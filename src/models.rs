use serde::{Deserialize, Deserializer};

/// A single search hit. The search API sends `null` for missing fields,
/// which decode to empty strings and zero counts.
#[derive(Debug, Clone, PartialEq, Eq, Deserialize)]
pub struct Story {
    #[serde(rename = "objectID")]
    pub id: String,
    #[serde(default, deserialize_with = "null_as_default")]
    pub title: String,
    #[serde(default, deserialize_with = "null_as_default")]
    pub url: String,
    #[serde(default, deserialize_with = "null_as_default")]
    pub author: String,
    #[serde(rename = "num_comments", default, deserialize_with = "null_as_default")]
    pub comment_count: u32,
    #[serde(rename = "points", default, deserialize_with = "null_as_default")]
    pub point_count: u32,
}

#[derive(Debug, Clone, Deserialize)]
pub struct SearchResponse {
    pub hits: Vec<Story>,
    pub page: usize,
    // Absent on some API mirrors
    #[serde(rename = "nbPages", default)]
    pub page_count: Option<usize>,
}

fn null_as_default<'de, D, T>(deserializer: D) -> Result<T, D::Error>
where
    D: Deserializer<'de>,
    T: Default + Deserialize<'de>,
{
    Ok(Option::<T>::deserialize(deserializer)?.unwrap_or_default())
}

■ ■ ■ ■ ■ ■ ■

**Problem to solve**
Look through the data above and return each line where the string "derive" occurs.

**Finished task**
#[derive(Debug, Clone, PartialEq, Eq, Deserialize)]
#[derive(Debug, Clone, Deserialize)]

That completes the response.